Developer Quickstart¶

This quickstart is intended for a user who is developing, testing, debugging or otherwise working more deeply with the inference server. There are multiple ways to build the server but this quickstart only covers Docker-based development using the amdinfer script.

Prerequisites¶

A Linux host machine with:

Docker
Python3
git
Network access to clone the repository and get test artifacts
Sufficient disk space to download test data and assets

Set up the host¶

The inference server supports multiple backends. Ensure that you set up your host appropriately depending on which backend(s) you are using. For example, to use GPUs, you will need to install the drivers. More information on host setup can be found in each backends’ guide.

Get the code¶

Use git to clone the repository from Github:

$ git clone --recurse-submodules https://github.com/Xilinx/inference-server.git
$ cd inference-server

Tests and examples need assets like images and videos to run. Some of these files are stored in the repository using Git LFS. Depending on your host, these files may be automatically downloaded with the git clone.
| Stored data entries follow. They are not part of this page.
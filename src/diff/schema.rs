use openapiv3::{ObjectType, Schema, SchemaKind, StringType, Type};
use serde_json::Value;

use super::Differ;
use super::resolve::resolve_boxed;
use crate::change::Severity;

const MAX_DEPTH: usize = 10;

/// Whether a schema is sent by clients or returned to them. Widening is
/// harmless on the request side and risky on the response side.
#[derive(Debug, Clone, Copy, PartialEq, Eq)]
pub(super) enum Direction {
    Request,
    Response,
}

/// Where in a document a schema sits, for messages.
#[derive(Debug, Clone)]
pub(super) struct SchemaScope {
    label: String,
    field: String,
    direction: Direction,
}

impl SchemaScope {
    pub(super) fn new(label: String, direction: Direction) -> Self {
        Self {
            label,
            field: String::new(),
            direction,
        }
    }

    fn property(&self, name: &str) -> Self {
        let field = if self.field.is_empty() {
            name.to_string()
        } else {
            format!("{}.{name}", self.field)
        };
        Self {
            field,
            ..self.clone()
        }
    }

    fn items(&self) -> Self {
        Self {
            field: format!("{}[]", self.field),
            ..self.clone()
        }
    }

    fn subject(&self) -> String {
        if self.field.is_empty() {
            self.label.clone()
        } else {
            format!("field '{}' in {}", self.field, self.label)
        }
    }

    fn path_of(&self, name: &str) -> String {
        self.property(name).field
    }
}

pub(super) fn type_name(kind: &SchemaKind) -> &'static str {
    match kind {
        SchemaKind::Type(Type::String(_)) => "string",
        SchemaKind::Type(Type::Number(_)) => "number",
        SchemaKind::Type(Type::Integer(_)) => "integer",
        SchemaKind::Type(Type::Object(_)) => "object",
        SchemaKind::Type(Type::Array(_)) => "array",
        SchemaKind::Type(Type::Boolean(_)) => "boolean",
        SchemaKind::OneOf { .. } => "oneOf",
        SchemaKind::AllOf { .. } => "allOf",
        SchemaKind::AnyOf { .. } => "anyOf",
        SchemaKind::Not { .. } => "not",
        SchemaKind::Any(_) => "any",
    }
}

impl<'a> Differ<'a> {
    pub(super) fn schema(
        &mut self,
        scope: &SchemaScope,
        old: &'a Schema,
        new: &'a Schema,
        depth: usize,
    ) {
        if depth >= MAX_DEPTH {
            return;
        }

        let old_type = type_name(&old.schema_kind);
        let new_type = type_name(&new.schema_kind);
        if old_type != new_type {
            self.push(
                Severity::Breaking,
                format!(
                    "Type of {} changed from '{old_type}' to '{new_type}'",
                    scope.subject()
                ),
            );
            return;
        }

        let (old_default, new_default) = (&old.schema_data.default, &new.schema_data.default);
        if old_default != new_default {
            let show = |v: &Option<Value>| match v {
                Some(Value::String(s)) => s.clone(),
                Some(other) => other.to_string(),
                None => "none".to_string(),
            };
            self.push(
                Severity::Dangerous,
                format!(
                    "Default of {} changed from '{}' to '{}'",
                    scope.subject(),
                    show(old_default),
                    show(new_default)
                ),
            );
        }

        match (&old.schema_kind, &new.schema_kind) {
            (SchemaKind::Type(Type::Object(old_obj)), SchemaKind::Type(Type::Object(new_obj))) => {
                self.object(scope, old_obj, new_obj, depth);
            }
            (SchemaKind::Type(Type::Array(old_arr)), SchemaKind::Type(Type::Array(new_arr))) => {
                let old_items = old_arr.items.as_ref().and_then(|r| resolve_boxed(r, self.old));
                let new_items = new_arr.items.as_ref().and_then(|r| resolve_boxed(r, self.new));
                if let (Some(old_items), Some(new_items)) = (old_items, new_items) {
                    self.schema(&scope.items(), old_items, new_items, depth + 1);
                }
            }
            (SchemaKind::Type(Type::String(old_str)), SchemaKind::Type(Type::String(new_str))) => {
                self.string_enum(scope, old_str, new_str);
            }
            _ => {}
        }
    }

    fn object(
        &mut self,
        scope: &SchemaScope,
        old: &'a ObjectType,
        new: &'a ObjectType,
        depth: usize,
    ) {
        let label = &scope.label;

        for name in old.properties.keys().filter(|n| !new.properties.contains_key(*n)) {
            let severity = match scope.direction {
                Direction::Response => Severity::Breaking,
                Direction::Request => Severity::Dangerous,
            };
            self.push(
                severity,
                format!("Field '{}' removed from {label}", scope.path_of(name)),
            );
        }

        for name in new.properties.keys().filter(|n| !old.properties.contains_key(*n)) {
            let severity = match scope.direction {
                Direction::Request if new.required.contains(name) => Severity::Breaking,
                _ => Severity::Safe,
            };
            self.push(
                severity,
                format!("Field '{}' added to {label}", scope.path_of(name)),
            );
        }

        for name in &new.required {
            if old.required.contains(name) || !old.properties.contains_key(name) {
                continue;
            }
            let severity = match scope.direction {
                Direction::Request => Severity::Breaking,
                Direction::Response => Severity::Safe,
            };
            self.push(
                severity,
                format!(
                    "Field '{}' in {label} became required",
                    scope.path_of(name)
                ),
            );
        }

        for name in &old.required {
            if new.required.contains(name) || !new.properties.contains_key(name) {
                continue;
            }
            let severity = match scope.direction {
                Direction::Request => Severity::Safe,
                Direction::Response => Severity::Breaking,
            };
            self.push(
                severity,
                format!(
                    "Field '{}' in {label} became optional",
                    scope.path_of(name)
                ),
            );
        }

        for (name, old_ref) in &old.properties {
            let Some(new_ref) = new.properties.get(name) else {
                continue;
            };
            let old_schema = resolve_boxed(old_ref, self.old);
            let new_schema = resolve_boxed(new_ref, self.new);
            if let (Some(old_schema), Some(new_schema)) = (old_schema, new_schema) {
                self.schema(&scope.property(name), old_schema, new_schema, depth + 1);
            }
        }
    }

    fn string_enum(&mut self, scope: &SchemaScope, old: &StringType, new: &StringType) {
        let old_values: Vec<&str> = old.enumeration.iter().flatten().map(String::as_str).collect();
        let new_values: Vec<&str> = new.enumeration.iter().flatten().map(String::as_str).collect();

        for value in old_values.iter().filter(|v| !new_values.contains(*v)) {
            self.push(
                Severity::Breaking,
                format!("Enum value '{value}' removed from {}", scope.subject()),
            );
        }

        for value in new_values.iter().filter(|v| !old_values.contains(*v)) {
            let severity = match scope.direction {
                Direction::Response => Severity::Dangerous,
                Direction::Request => Severity::Safe,
            };
            self.push(
                severity,
                format!("Enum value '{value}' added to {}", scope.subject()),
            );
        }
    }
}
If some of the files in tests/assets are very small (less than 300 bytes), then you haven’t downloaded these Git LFS artifacts. From your host or after entering the development container, use git lfs pull to get these files.

amdinfer script¶

This Python script is located at the root of the repository. It provides a standardized way to do common tasks such as building images, compiling the server, and running tests. This documentation exclusively uses this script for performing these tasks.

The amdinfer script has serveral subcommands such as build, dockerize and test. The script’s main --help lists all the supported subcommands. Each subcommand also has its own --help where its options are listed. If you want to see the underlying commands that are being executed, use the flag --dry-run before the subcommand. For example, to see the docker build command being invoked during dockerize, use:

$ ./amdinfer --dry-run dockerize

This functionality lets you edit the command if the default command does not work for you. However, you should use the --help flag first to see if what you need is already provided by a flag.

You can see the full documentation for this script using the --help flags or online.

Build or get the Docker image¶

You can pull the development image from a Docker registry if it’s already built.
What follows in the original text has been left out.